Canada’s role in promoting fusion

Other than thisFor challenges with n outputs, nO has yet created a self-sufficient fuel system.

Today’s fusion reactors rely on the combination of two different types of hydrogen called deuterium and tritium.

Deuterium is found naturally in water, but tritium is created using neutrons and lithium. In the future, engineers aim to create a system that feeds neutrons produced by fusion reactions into a “breeder” container of lithium that will generate more tritium, but this does not yet exist.

Meanwhile, tritium needs to be made somewhere else and put into the reactor.

Most of the world’s commercial tritium is currently produced by Ontario’s CANDU nuclear reactors.

Canada supplies Tritium and tritium-related equipment and technology to ITER, and it will supply tritium United Kingdom Atomic Energy Authority For nuclear fusion.

need to reduce costs

While huge reactors like ITER may be capable of generating fusion energy, they are extremely expensive. Bromley said the question now is whether commercial fusion reactors can become economically competitive with other zero-carbon sources of electricity.. Fusion aims to compete with more sustained “baseload” sources such as conventional nuclear and hydroelectric power. Meanwhile, solar and wind are already cheaper than fossil fuels.

That’s why fusion startups are trying to find ways to build smaller, cheaper reactors using new technologies like high-temperature superconducting magnets.

Bromley says the science is at the point that private industry can work in parallel with governments on many practical technological and engineering challenges.

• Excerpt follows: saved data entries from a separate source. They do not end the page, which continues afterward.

//! Inputs to the update function: terminal events and background results.

use std::path::PathBuf;

use crossterm::event::KeyEvent;

use crate::chat::{ChatMessage, ImagePreview};
use crate::picker::PickerEntry;

#[derive(Debug)]
pub enum Message {
    // Terminal events
    Key(KeyEvent),
    Paste(String),
    Resize(u16, u16),

    // Ingest completions, in completion order
    ImageIngested {
        message: ChatMessage,
        /// `None` when the bytes do not decode as an image.
        preview: Option<ImagePreview>,
    },
    ImageIngestFailed { path: PathBuf, error: String },

    // File picker listings
    DirListed {
        dir: PathBuf,
        entries: Vec<PickerEntry>,
    },
    DirListFailed { dir: PathBuf, error: String },
}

“A lot of people in the private sector have thought, you know, this is a problem, this is an opportunity to make a profit and solve a problem the world needs,” he said.

Holland says he believes we are now very close to fusion reactors, so industry needs to build supply chains and governments need to create public policy and regulations to support them.

“We have to start making people aware that this is coming,” he said. “We have to make sure that people know and understand how exciting it is so that they actually want to build this thing in their communities.”